Goaltending. Young goaltenders have often been the cornerstone of hockey dynasties. Short list - Clint Benedict, bad 1915 SC final, Terry Sawchuk, Plante/Hodge, Ken Dryden, Smith/Resch, Fuhr/Moog, Roy.Quick and Price, in their short careers have significant success and honours.

Ed Johnston is an ideal third goalie. He coached in the NHL so he will have value as a player/coach, mentoring the young goalies.

Defensemen. MLD - no one else has a Norris winner on their roster and a legit contender. Rather play with than against such a team.
The pairings are balanced.LHS/RHS so moving the puck will be efficient. Player selections were based on blueprints of successful teams. Late forties Leafs, Mid sixties Canadiens all featured young and relatively inexperienced dmen. This team has a better balance between youth and experience than the 1986 Canadiens did.

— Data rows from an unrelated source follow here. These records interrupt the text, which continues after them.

use crate::ui::{self, Screen, UiState};
use anyhow::Result;
use chrono::NaiveDateTime;
use crossterm::event::{self, Event, KeyCode, KeyEvent, KeyEventKind, KeyModifiers};
use drill::clock::{self, format_timestamp};
use drill::review;
use drill::{Answer, Card, Storage};
use ratatui::{DefaultTerminal, Frame};
use std::time::Instant;

/// Application state phases
#[derive(Debug, Clone, Copy, PartialEq, Eq)]
enum Phase {
    /// Question of the most overdue card is shown
    Question,
    /// Answer revealed, waiting for a verdict
    Answer,
    /// Add-card form is open
    Adding,
    /// Nothing is due
    Empty,
}

/// Which form field receives typed text
#[derive(Debug, Clone, Copy, PartialEq, Eq, Default)]
enum Field {
    #[default]
    Question,
    Answer,
}

#[derive(Debug, Default)]
struct Draft {
    question: String,
    answer: String,
    field: Field,
}

impl Draft {
    fn active(&mut self) -> &mut String {
        match self.field {
            Field::Question => &mut self.question,
            Field::Answer => &mut self.answer,
        }
    }
}

/// User intent, decoded from a key press
#[derive(Debug, Clone, Copy, PartialEq, Eq)]
pub enum Command {
    Reveal,
    Mark(Answer),
    StartAdding,
    Input(char),
    Backspace,
    SwitchField,
    SaveCard,
    CancelAdding,
    Refresh,
    Quit,
}

/// Study session statistics
#[derive(Debug, Clone, Copy)]
pub struct SessionStats {
    pub reviewed: usize,
    pub correct: usize,
    pub added: usize,
    pub start_time: Instant,
}

/// Main application state
pub struct App {
    storage: Storage,
    clock: fn() -> NaiveDateTime,
    phase: Phase,
    // Snapshot of due cards, most overdue first
    due: Vec<Card>,
    total_cards: usize,
    draft: Draft,
    status: Option<String>,
    stats: SessionStats,
    should_exit: bool,
}

impl App {
    /// Create a new application on the local wall clock
    pub fn new(storage: Storage) -> Self {
        Self::with_clock(storage, clock::now)
    }

    pub fn with_clock(storage: Storage, clock: fn() -> NaiveDateTime) -> Self {
        Self {
            storage,
            clock,
            phase: Phase::Empty,
            due: Vec::new(),
            total_cards: 0,
            draft: Draft::default(),
            status: None,
            stats: SessionStats {
                reviewed: 0,
                correct: 0,
                added: 0,
                start_time: Instant::now(),
            },
            should_exit: false,
        }
    }

    /// Run the application until the user quits
    pub fn run(mut self, terminal: &mut DefaultTerminal) -> Result<SessionStats> {
        self.refresh()?;

        while !self.should_exit {
            terminal.draw(|frame| self.render(frame))?;

            if let Event::Key(key) = event::read()?
                && key.kind == KeyEventKind::Press
                && let Some(command) = self.command_for(key)
            {
                self.execute(command)?;
            }
        }

        Ok(self.stats)
    }

    /// Reload the due snapshot and pick the phase that matches it
    fn refresh(&mut self) -> Result<()> {
        let now = (self.clock)();
        self.due = review::list_due_cards(&self.storage, now)?;
        self.total_cards = self.storage.count_cards()?;
        self.phase = if self.due.is_empty() {
            Phase::Empty
        } else {
            Phase::Question
        };
        Ok(())
    }

    fn current_card(&self) -> Option<&Card> {
        self.due.first()
    }

    /// Map a key press to a command for the current phase
    pub fn command_for(&self, key: KeyEvent) -> Option<Command> {
        if key.modifiers.contains(KeyModifiers::CONTROL) && key.code == KeyCode::Char('c') {
            return Some(Command::Quit);
        }

        if self.phase == Phase::Adding {
            return match key.code {
                KeyCode::Esc => Some(Command::CancelAdding),
                KeyCode::Tab | KeyCode::BackTab => Some(Command::SwitchField),
                KeyCode::Enter => Some(Command::SaveCard),
                KeyCode::Backspace => Some(Command::Backspace),
                KeyCode::Char(c) => Some(Command::Input(c)),
                _ => None,
            };
        }

        match (self.phase, key.code) {
            (Phase::Question, KeyCode::Char(' ') | KeyCode::Enter) => Some(Command::Reveal),
            (Phase::Answer, KeyCode::Char('y') | KeyCode::Right) => {
                Some(Command::Mark(Answer::Correct))
            }
            (Phase::Answer, KeyCode::Char('n') | KeyCode::Left) => {
                Some(Command::Mark(Answer::Incorrect))
            }
            (_, KeyCode::Char('a')) => Some(Command::StartAdding),
            (_, KeyCode::Char('r')) => Some(Command::Refresh),
            (_, KeyCode::Char('q') | KeyCode::Esc) => Some(Command::Quit),
            _ => None,
        }
    }

    /// Run one command to completion, then re-query what is due
    pub fn execute(&mut self, command: Command) -> Result<()> {
        match command {
            Command::Reveal => {
                if self.phase == Phase::Question {
                    self.phase = Phase::Answer;
                }
            }
            Command::Mark(answer) => {
                if self.phase != Phase::Answer {
                    return Ok(());
                }
                let Some(id) = self.current_card().map(|c| c.id) else {
                    return Ok(());
                };

                let state = review::record_answer(&self.storage, id, answer, (self.clock)())?;

                self.stats.reviewed += 1;
                if answer.is_correct() {
                    self.stats.correct += 1;
                }
                self.status = Some(format!(
                    "Stage {}, next review {}",
                    state.stage,
                    format_timestamp(state.next_review)
                ));
                self.refresh()?;
            }
            Command::StartAdding => {
                self.draft = Draft::default();
                self.status = None;
                self.phase = Phase::Adding;
            }
            Command::Input(c) => {
                if self.phase == Phase::Adding {
                    self.draft.active().push(c);
                }
            }
            Command::Backspace => {
                if self.phase == Phase::Adding {
                    self.draft.active().pop();
                }
            }
            Command::SwitchField => {
                self.draft.field = match self.draft.field {
                    Field::Question => Field::Answer,
                    Field::Answer => Field::Question,
                };
            }
            Command::SaveCard => {
                if self.phase != Phase::Adding {
                    return Ok(());
                }
                let draft = std::mem::take(&mut self.draft);
                let id = review::create_card(
                    &self.storage,
                    &draft.question,
                    &draft.answer,
                    (self.clock)(),
                )?;
                self.stats.added += 1;
                self.status = Some(format!("Added card {}", id));
                self.refresh()?;
            }
            Command::CancelAdding => {
                self.draft = Draft::default();
                self.refresh()?;
            }
            Command::Refresh => {
                self.status = None;
                self.refresh()?;
            }
            Command::Quit => {
                self.should_exit = true;
            }
        }

        Ok(())
    }

    /// Render the UI
    fn render(&self, frame: &mut Frame) {
        let screen = match (self.phase, self.current_card()) {
            (Phase::Adding, _) => Screen::Adding {
                question: &self.draft.question,
                answer: &self.draft.answer,
                editing_answer: self.draft.field == Field::Answer,
            },
            (Phase::Question, Some(card)) => Screen::Question { card },
            (Phase::Answer, Some(card)) => Screen::Answer { card },
            _ => Screen::Empty,
        };

        let state = UiState {
            screen,
            due_count: self.due.len(),
            total_cards: self.total_cards,
            reviewed: self.stats.reviewed,
            correct: self.stats.correct,
            status: self.status.as_deref(),
        };
        ui::render(frame, &state);
    }
}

Forwards. Your Billy Harris concern is interesting for a RW raised in the Leafs organization. Basic issue was that Harris was not the scorer that was projected. His discipline,defense and positional play was strong.Aggressive forechecking from the centers will drive the four lines. Four lines with the skills necessary to execute a standard defensive template. This is the MLD so the natural offensive talents or high end defensive players are not available, leaving the Larouche, Cloutier types, the injured or troubled. Still, the forwards have a history of scoring and producing.